Davis shop Nellie’s Wildflowers flourishes amidst economic climate change

Flower arrangements in Nellie's Wildflowers pictured in September 2010.

If one were to ask the average Somerville resident under 40 to describe Davis Square, words like “trendy,” “busy” and “expensive” would be used before anything else. Although there’s no contesting the neighborhood's current status as certifiably hip, 59-year-old Joyce McKenzie of Nellie’s Wildflowers remembers a not-so-distant time when the local business landscape was dramatically different. When seeking a storefront for her flower shop, which opened its doors in April 1990, the Somerville native chose the inconspicuous spot at 72 Holland St. simply because rent was cheap.
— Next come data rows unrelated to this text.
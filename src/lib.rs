//! MetaTags Core - Social Sharing Head Renderer
//!
//! # The Pipeline (Fixed Order)
//! 1. Generate the raw value from the presentation
//! 2. Filter it through the named hook
//! 3. Substitute `%%name%%` variables
//! 4. Format the tag, or emit nothing when the value is empty
//!
//! Filter results are untrusted: a non-string result never replaces a string.

pub mod escape;
pub mod hashing;
pub mod hooks;
pub mod legacy;
pub mod pipeline;
pub mod presentation;
pub mod presenters;
pub mod replace_vars;
pub mod rules;

pub use hooks::FilterRegistry;
pub use hashing::{canonical_json, compute_render_fingerprint};
pub use pipeline::{HeadRenderer, PipelineError, RenderReport, RenderedHead, RenderedTag};
pub use presentation::{ImageDescriptor, Presentation};
pub use presenters::{DescriptionGenerator, ImagePresenter, Presenter, RenderContext};
pub use rules::{FilterRule, RuleAction, RuleSet};

pub const ENGINE_VERSION: &str = env!("CARGO_PKG_VERSION");
pub const MIN_RULE_ENGINE_VERSION: &str = "1.0.0";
“When we opened here, it was a very depressed area,” McKenzie said. “Davis Square was not even close to what it is now. Most of the small businesses were actually closing and moving out.”

Loretta Hight, another Somerville native and six-year employee of Nellie’s, chimed in, “All there was in the square was the movie theater!”

Located just past the Davis Square entrance to the Red Line, opposite the street from Dave’s Fresh Pasta, the Nellie’s Wildflowers of today offers loose-cut bouquets starting at $5 up to large arrangements for weddings and funerals that approach $400. McKenzie hand-picks her flowers from markets in Boston and Chelsea, and in summers has them sourced directly from Halstead Farm in Fitchburg, Mass. The store even offers delivery for arrangements over $50 and is an altogether affordable option for most looking to buy flowers in the area. But offering fresh bouquets at a reasonable price isn’t enough to keep the doors open, not in 2018.

“Flower shops are closing more often than they’re opening," McKenzie said. "The whole landscape has changed because of the internet.”

As the demographics of those who live and work around the flower shop have gotten wealthier, younger and busier in its 28 years, the internet and the rise of e-commerce have also made it more challenging to attract customers. When sites like FTD, 1-800 Flowers and Bouqs can promise next-day delivery on last-minute bouquets for anniversaries and holidays, how can a three-employee shop like Nellie’s compete?

It comes down to good-old-fashioned customer service.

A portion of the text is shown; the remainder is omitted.